Schweiz schaffte Kurdin aus – jetzt sitzt sie mit ihrem Baby im türkischen Gefängnis
Bahar Yalçınkaya wurde direkt nach ihrer Ankunft am Flughafen Istanbul festgenommen. Kein Einzelfall: Die Zahl der Rückführungen hat sich 2025 fast verdoppelt. Das sind die Gründe.
Veröffentlicht am 21. August 2026 - 05:00 Uhr

Bahar Yalçınkaya hoffte darauf, dass die Schweiz sie und ihre Kinder vor Repressionen der türkischen Regierung schützt.

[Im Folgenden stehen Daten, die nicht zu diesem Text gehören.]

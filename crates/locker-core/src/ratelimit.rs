// SPDX-License-Identifier: BUSL-1.1
// Copyright (c) 2026 Alfred Jean LLC

//! Generic in-memory token-bucket rate limiter (spec §4.9), keyed by
//! `(kind, key, kiosk_id)`. Four independent families share one implementation
//! but are configured with different capacities/refill rates.

use std::collections::HashMap;
use std::sync::RwLock;

use chrono::{DateTime, Utc};
use serde::{Deserialize, Serialize};

/// Which rate-limit family a key belongs to.
#[derive(Debug, Clone, Copy, PartialEq, Eq, Hash, Serialize, Deserialize)]
#[serde(rename_all = "snake_case")]
pub enum LimitKind {
    Ip,
    Card,
    Locker,
    Device,
}

impl LimitKind {
    pub fn as_str(&self) -> &'static str {
        match self {
            Self::Ip => "ip",
            Self::Card => "card",
            Self::Locker => "locker",
            Self::Device => "device",
        }
    }
}

/// Capacity and refill rate for one `LimitKind` (spec §4.9 defaults: IP
/// 30/min, card 60/min, locker 6/min, device 1 per 20s).
#[derive(Debug, Clone, Copy)]
pub struct LimitConfig {
    pub capacity: u32,
    pub refill_period: chrono::Duration,
}

impl LimitConfig {
    pub fn per_minute(capacity: u32) -> Self {
        Self { capacity, refill_period: chrono::Duration::seconds(60) }
    }

    pub fn per_seconds(capacity: u32, seconds: i64) -> Self {
        Self { capacity, refill_period: chrono::Duration::seconds(seconds) }
    }
}

/// The full set of family configurations, one `RateLimiter` per deployment.
#[derive(Debug, Clone, Copy)]
pub struct RateLimitSettings {
    pub ip_per_min: u32,
    pub card_per_min: u32,
    pub locker_per_min: u32,
    pub device_per_20s: u32,
}

impl Default for RateLimitSettings {
    fn default() -> Self {
        Self { ip_per_min: 30, card_per_min: 60, locker_per_min: 6, device_per_20s: 1 }
    }
}

impl RateLimitSettings {
    fn config_for(&self, kind: LimitKind) -> LimitConfig {
        match kind {
            LimitKind::Ip => LimitConfig::per_minute(self.ip_per_min),
            LimitKind::Card => LimitConfig::per_minute(self.card_per_min),
            LimitKind::Locker => LimitConfig::per_minute(self.locker_per_min),
            LimitKind::Device => LimitConfig::per_seconds(self.device_per_20s, 20),
        }
    }
}

#[derive(Debug, Clone, PartialEq, Eq, Hash)]
struct BucketKey {
    kind: LimitKind,
    key: String,
    kiosk_id: String,
}

struct Bucket {
    tokens: f64,
    last_refill: DateTime<Utc>,
    last_touched: DateTime<Utc>,
}

/// Outcome of a rate-limit check (§4.9: `{allowed, reason?, retry_after_seconds?}`).
#[derive(Debug, Clone, PartialEq, Serialize, Deserialize)]
pub struct LimitDecision {
    pub allowed: bool,
    #[serde(skip_serializing_if = "Option::is_none")]
    pub reason: Option<String>,
    #[serde(skip_serializing_if = "Option::is_none")]
    pub retry_after_seconds: Option<f64>,
}

impl LimitDecision {
    fn allow() -> Self {
        Self { allowed: true, reason: None, retry_after_seconds: None }
    }

    fn deny(reason: impl Into<String>, retry_after_seconds: f64) -> Self {
        Self { allowed: false, reason: Some(reason.into()), retry_after_seconds: Some(retry_after_seconds) }
    }
}

/// Memory-resident token-bucket limiter. Safe to share across async tasks
/// behind an `Arc`; internal state is guarded by a single `RwLock`.
pub struct RateLimiter {
    settings: RateLimitSettings,
    buckets: RwLock<HashMap<BucketKey, Bucket>>,
}

impl RateLimiter {
    pub fn new(settings: RateLimitSettings) -> Self {
        Self { settings, buckets: RwLock::new(HashMap::new()) }
    }

    /// Consume one token for `(kind, key, kiosk_id)`, refilling proportionally
    /// to elapsed time since the bucket was last touched.
    pub fn check(&self, kind: LimitKind, key: &str, kiosk_id: &str, now: DateTime<Utc>) -> LimitDecision {
        let config = self.settings.config_for(kind);
        let bucket_key = BucketKey { kind, key: key.to_string(), kiosk_id: kiosk_id.to_string() };

        let mut buckets = self.buckets.write().unwrap_or_else(|poisoned| poisoned.into_inner());
        let bucket = buckets.entry(bucket_key).or_insert_with(|| Bucket {
            tokens: f64::from(config.capacity),
            last_refill: now,
            last_touched: now,
        });

        let elapsed = (now - bucket.last_refill).num_milliseconds().max(0) as f64 / 1000.0;
        let refill_seconds = config.refill_period.num_milliseconds() as f64 / 1000.0;
        if refill_seconds > 0.0 {
            let refill_rate = f64::from(config.capacity) / refill_seconds;
            bucket.tokens = (bucket.tokens + elapsed * refill_rate).min(f64::from(config.capacity));
        }
        bucket.last_refill = now;
        bucket.last_touched = now;

        if bucket.tokens >= 1.0 {
            bucket.tokens -= 1.0;
            LimitDecision::allow()
        } else {
            let refill_rate = f64::from(config.capacity) / refill_seconds.max(0.001);
            let deficit = 1.0 - bucket.tokens;
            let retry_after = deficit / refill_rate;
            LimitDecision::deny(format!("rate limit exceeded for {}", kind.as_str()), retry_after)
        }
    }

    /// Reset every bucket belonging to `key` across all kinds for `kiosk_id`
    /// (staff action, spec §4.9 — audited by the caller as an Event).
    pub fn reset_key(&self, key: &str, kiosk_id: &str) {
        let mut buckets = self.buckets.write().unwrap_or_else(|poisoned| poisoned.into_inner());
        buckets.retain(|bucket_key, _| !(bucket_key.key == key && bucket_key.kiosk_id == kiosk_id));
    }

    /// Drop buckets untouched for over an hour (§4.9).
    pub fn evict_stale(&self, now: DateTime<Utc>) {
        let cutoff = chrono::Duration::hours(1);
        let mut buckets = self.buckets.write().unwrap_or_else(|poisoned| poisoned.into_inner());
        buckets.retain(|_, bucket| now - bucket.last_touched < cutoff);
    }

    #[cfg(test)]
    fn bucket_count(&self) -> usize {
        self.buckets.read().unwrap_or_else(|poisoned| poisoned.into_inner()).len()
    }
}

#[cfg(test)]
#[path = "ratelimit_tests.rs"]
mod tests;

Polizisten fixieren ihre Hände hinter dem Rücken, die Kinder schreien: Am 4. August nimmt die Zürcher Kantonspolizei Bahar Yalçınkaya im Rückkehrzentrum Oberhalden fest. Eine Bewohnerin filmt die Szene. Noch am selben Tag wird die Kurdin mit ihren beiden Kleinkindern in die Türkei ausgeschafft.
Am Flughafen Istanbul nehmen türkische Behörden sie sofort fest und stecken sie in Untersuchungshaft. Der Vorwurf: Sie soll Terrorpropaganda betrieben haben. Seither sitzt sie mit ihrem Baby im Frauengefängnis Bakırköy. Das zweite Kind, die fünfjährige Tochter, konnte zu einer Bekannten und musste nicht mit in die Untersuchungshaft.